Field Notes Strategy Feb 12, 2026

Optimizing Latency in Real-time Agents

Dev Team

Building autonomous agents that respond in near real-time is a challenge. When we launched our first version, average round-trip latency was hovering around 3.4 seconds. This was acceptable for asynchronous tasks but jarring for chat interfaces.

This post details how we identified bottlenecks and re-architected our event loop to bring latency down to sub-800ms.

The Latency Problem

Our initial diagnostics showed that the LLM inference itself was only responsible for 40% of the delay. The remaining 60% was overhead:

  • Serial tool execution
  • Redundant context loading
  • Database round-trips for session state

Architecture Changes

We moved from a serial execution model to a speculative parallel execution model. Instead of waiting for the LLM to request a tool, we now start pre-fetching relevant context based on the user's intent classification.

Code Optimization

Here is a simplified example of how we parallelize the context gathering using standard Javascript Promises.
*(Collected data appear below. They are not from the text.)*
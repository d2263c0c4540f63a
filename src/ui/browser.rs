/// Image browser panel
///
/// Shows the current image of an `ImageLibrary` with previous/next
/// buttons, an index slider and a zoomed view of the area under the
/// cursor. Only one decoded image is kept at a time.
use iced::widget::image::{FilterMethod, Handle, Image};
use iced::widget::{button, column, container, mouse_area, row, slider, text};
use iced::{ContentFit, Element, Length, Point, Task};
use std::path::{Path, PathBuf};

use crate::images::decode::UvRect;
use crate::images::{decode_async, magnifier_region, DecodedImage, ImageLibrary};
use crate::Message;

/// Size the current image is stretched to
pub const DISPLAY_SIZE: (f32, f32) = (720.0, 480.0);
/// Side of the square shown by the magnifier, in display pixels
pub const MAGNIFIER_REGION: f32 = 32.0;
pub const MAGNIFIER_ZOOM: f32 = 4.0;

/// The decoded image for the library's current index
pub struct CurrentImage {
    pub index: usize,
    pub decoded: DecodedImage,
    pub handle: Handle,
}

struct Magnifier {
    uv: UvRect,
    handle: Handle,
}

#[derive(Default)]
pub struct Browser {
    library: Option<ImageLibrary>,
    current: Option<CurrentImage>,
    magnifier: Option<Magnifier>,
    /// Last scan or decode failure
    error: Option<String>,
}

impl Browser {
    /// Scan `folder`. A failed scan leaves an empty browser showing the error.
    pub fn open(folder: &Path) -> Self {
        match ImageLibrary::scan(folder) {
            Ok(library) => Self {
                library: Some(library),
                ..Self::default()
            },
            Err(e) => {
                log::error!("{}", e);
                Self {
                    error: Some(e.to_string()),
                    ..Self::default()
                }
            }
        }
    }

    pub fn library(&self) -> Option<&ImageLibrary> {
        self.library.as_ref()
    }

    pub fn next(&mut self) -> Task<Message> {
        match self.library.as_mut().and_then(|l| l.next().map(Path::to_path_buf)) {
            Some(path) => self.load(path),
            None => Task::none(),
        }
    }

    pub fn previous(&mut self) -> Task<Message> {
        match self.library.as_mut().and_then(|l| l.previous().map(Path::to_path_buf)) {
            Some(path) => self.load(path),
            None => Task::none(),
        }
    }

    pub fn select(&mut self, index: usize) -> Task<Message> {
        if self.library.as_ref().map(ImageLibrary::index) == Some(index) {
            return Task::none();
        }
        match self.library.as_mut().and_then(|l| l.select(index).map(Path::to_path_buf)) {
            Some(path) => self.load(path),
            None => Task::none(),
        }
    }

    /// Decode whatever the library currently points at
    pub fn load_current(&mut self) -> Task<Message> {
        match self.library.as_ref().and_then(ImageLibrary::current_path) {
            Some(path) => {
                let path = path.to_path_buf();
                self.load(path)
            }
            None => Task::none(),
        }
    }

    /// Release the current image and start decoding `path`
    fn load(&mut self, path: PathBuf) -> Task<Message> {
        self.current = None;
        self.magnifier = None;
        self.error = None;

        let index = self.library.as_ref().map_or(0, ImageLibrary::index);
        Task::perform(decode_async(path.clone()), move |result| {
            Message::ImageDecoded {
                index,
                path: path.clone(),
                result,
            }
        })
    }

    /// Keep a decode result if it is still for the current index
    pub fn decoded(&mut self, index: usize, path: PathBuf, result: Result<DecodedImage, String>) {
        let still_current = self
            .library
            .as_ref()
            .is_some_and(|l| l.index() == index && l.current_path() == Some(path.as_path()));
        if !still_current {
            log::debug!("Dropping stale decode of {}", path.display());
            return;
        }

        match result {
            Ok(decoded) => {
                let handle = Handle::from_rgba(
                    decoded.width(),
                    decoded.height(),
                    decoded.pixels.as_raw().clone(),
                );
                self.current = Some(CurrentImage {
                    index,
                    decoded,
                    handle,
                });
            }
            Err(e) => {
                log::warn!("⚠️  {}", e);
                self.error = Some(e);
            }
        }
    }

    /// Update the magnifier for a cursor position relative to the image
    pub fn hover(&mut self, position: Point) {
        let Some(current) = &self.current else {
            return;
        };

        let uv = magnifier_region((position.x, position.y), DISPLAY_SIZE, MAGNIFIER_REGION);
        if self.magnifier.as_ref().is_some_and(|m| m.uv == uv) {
            return;
        }

        self.magnifier = current.decoded.crop_uv(uv).map(|crop| Magnifier {
            uv,
            handle: Handle::from_rgba(crop.width(), crop.height(), crop.into_raw()),
        });
    }

    pub fn leave(&mut self) {
        self.magnifier = None;
    }

    pub fn view(&self) -> Element<Message> {
        let title = match &self.library {
            Some(library) => format!("{}  ({} images)", library.folder().display(), library.len()),
            None => "No folder".to_string(),
        };

        let mut controls = row![
            button("Previous").on_press(Message::PreviousImage),
            button("Next").on_press(Message::NextImage),
        ]
        .spacing(10)
        .align_y(iced::Alignment::Center);

        if let Some(library) = self.library.as_ref().filter(|l| l.len() > 1) {
            let max = (library.len() - 1) as u32;
            controls = controls.push(
                slider(0..=max, library.index() as u32, Message::SliderChanged).width(Length::Fixed(300.0)),
            );
            controls = controls.push(text(format!("{}", library.index())));
        }

        controls = controls.push(button("Open folder…").on_press(Message::OpenFolder));

        let (width, height) = DISPLAY_SIZE;
        let picture: Element<Message> = match &self.current {
            Some(current) => mouse_area(
                Image::new(current.handle.clone())
                    .width(Length::Fixed(width))
                    .height(Length::Fixed(height))
                    .content_fit(ContentFit::Fill),
            )
            .on_move(Message::CursorMoved)
            .on_exit(Message::CursorLeft)
            .into(),
            None => {
                let message = match (&self.error, &self.library) {
                    (Some(error), _) => error.clone(),
                    (None, Some(library)) if library.is_empty() => "No images in this folder".to_string(),
                    (None, Some(_)) => "Loading…".to_string(),
                    (None, None) => "Open a folder to browse images".to_string(),
                };
                container(text(message))
                    .style(container::bordered_box)
                    .center_x(Length::Fixed(width))
                    .center_y(Length::Fixed(height))
                    .into()
            }
        };

        let zoomed = MAGNIFIER_REGION * MAGNIFIER_ZOOM;
        let magnifier: Element<Message> = match &self.magnifier {
            Some(magnifier) => Image::new(magnifier.handle.clone())
                .width(Length::Fixed(zoomed))
                .height(Length::Fixed(zoomed))
                .content_fit(ContentFit::Fill)
                .filter_method(FilterMethod::Nearest)
                .into(),
            None => container(text("Hover the image to zoom").size(12))
                .style(container::bordered_box)
                .center_x(Length::Fixed(zoomed))
                .center_y(Length::Fixed(zoomed))
                .into(),
        };

        let caption = self
            .current
            .as_ref()
            .map(|current| {
                let name = current
                    .decoded
                    .path
                    .file_name()
                    .map(|n| n.to_string_lossy().to_string())
                    .unwrap_or_default();
                format!(
                    "#{} {} ({}x{})",
                    current.index,
                    name,
                    current.decoded.width(),
                    current.decoded.height()
                )
            })
            .unwrap_or_default();

        column![
            text(title).size(18),
            controls,
            row![picture, column![magnifier, text(caption).size(12)].spacing(8)].spacing(12),
        ]
        .spacing(12)
        .into()
    }
}

#[cfg(test)]
mod tests {
    use super::*;
    use image::RgbaImage;
    use std::fs;
    use tempfile::tempdir;

    fn folder_with(names: &[&str]) -> tempfile::TempDir {
        let dir = tempdir().expect("failed to create temp dir");
        for name in names {
            fs::write(dir.path().join(name), b"").expect("failed to write file");
        }
        dir
    }

    fn decoded(path: &Path) -> Result<DecodedImage, String> {
        Ok(DecodedImage {
            path: path.to_path_buf(),
            pixels: RgbaImage::new(4, 4),
        })
    }

    #[test]
    fn result_for_current_index_is_kept() {
        let dir = folder_with(&["a.png", "b.png", "c.png"]);
        let mut browser = Browser::open(dir.path());
        let _ = browser.load_current();

        let a = dir.path().join("a.png");
        browser.decoded(0, a.clone(), decoded(&a));

        let current = browser.current.as_ref().expect("image should be kept");
        assert_eq!(current.index, 0);
        assert_eq!(current.decoded.path, a);
    }

    #[test]
    fn moving_releases_the_current_image() {
        let dir = folder_with(&["a.png", "b.png", "c.png"]);
        let mut browser = Browser::open(dir.path());
        let a = dir.path().join("a.png");
        browser.decoded(0, a.clone(), decoded(&a));
        browser.hover(Point::new(10.0, 10.0));
        assert!(browser.current.is_some());
        assert!(browser.magnifier.is_some());

        let _ = browser.next();
        assert!(browser.current.is_none());
        assert!(browser.magnifier.is_none());

        let b = dir.path().join("b.png");
        browser.decoded(1, b.clone(), decoded(&b));
        assert!(browser.current.is_some());

        let _ = browser.select(2);
        assert!(browser.current.is_none());
    }

    #[test]
    fn stale_result_is_dropped() {
        let dir = folder_with(&["a.png", "b.png", "c.png"]);
        let mut browser = Browser::open(dir.path());
        let _ = browser.next();

        // Old index
        let a = dir.path().join("a.png");
        browser.decoded(0, a.clone(), decoded(&a));
        assert!(browser.current.is_none());

        // Current index but another file
        browser.decoded(1, a.clone(), decoded(&a));
        assert!(browser.current.is_none());

        // A late failure for an old index leaves no error behind
        browser.decoded(0, a, Err("broken".to_string()));
        assert!(browser.error.is_none());
    }

    #[test]
    fn late_result_from_previous_folder_is_dropped() {
        let first = folder_with(&["a.png", "b.png"]);
        let second = folder_with(&["a.png"]);

        let mut browser = Browser::open(first.path());
        let _ = browser.load_current();
        browser = Browser::open(second.path());
        let _ = browser.load_current();

        let old = first.path().join("a.png");
        browser.decoded(0, old.clone(), decoded(&old));
        assert!(browser.current.is_none());

        let new = second.path().join("a.png");
        browser.decoded(0, new.clone(), decoded(&new));
        assert_eq!(browser.current.as_ref().map(|c| c.decoded.path.clone()), Some(new));
    }

    #[test]
    fn decode_failure_is_shown() {
        let dir = folder_with(&["a.png"]);
        let mut browser = Browser::open(dir.path());
        let a = dir.path().join("a.png");
        browser.decoded(0, a, Err("Failed to decode image".to_string()));
        assert!(browser.current.is_none());
        assert_eq!(browser.error.as_deref(), Some("Failed to decode image"));
    }
}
async function handleUserMessage(message) {
    // Old Serial Way
    // const user = await db.getUser(message.userId);
    // const history = await db.getHistory(message.sessionId);
    // const context = await vecDB.search(message.content);

    // New Parallel Way
    const [user, history, context] = await Promise.all([
        db.getUser(message.userId),
        db.getHistory(message.sessionId),
        vecDB.search(message.content)
    ]);

    return generateResponse({ user, history, context, message });
}

This simple change saved us approximately 400ms per request.

Results

After deploying these changes, along with moving our vector database to the edge, we observed a significant improvement in P99 latency.

Before
3.4s
After
0.8s
Improvement
4.2x

We are continuing to optimize our stack. Next up: experimenting with smaller, specialized models for routing to further reduce inference costs and time.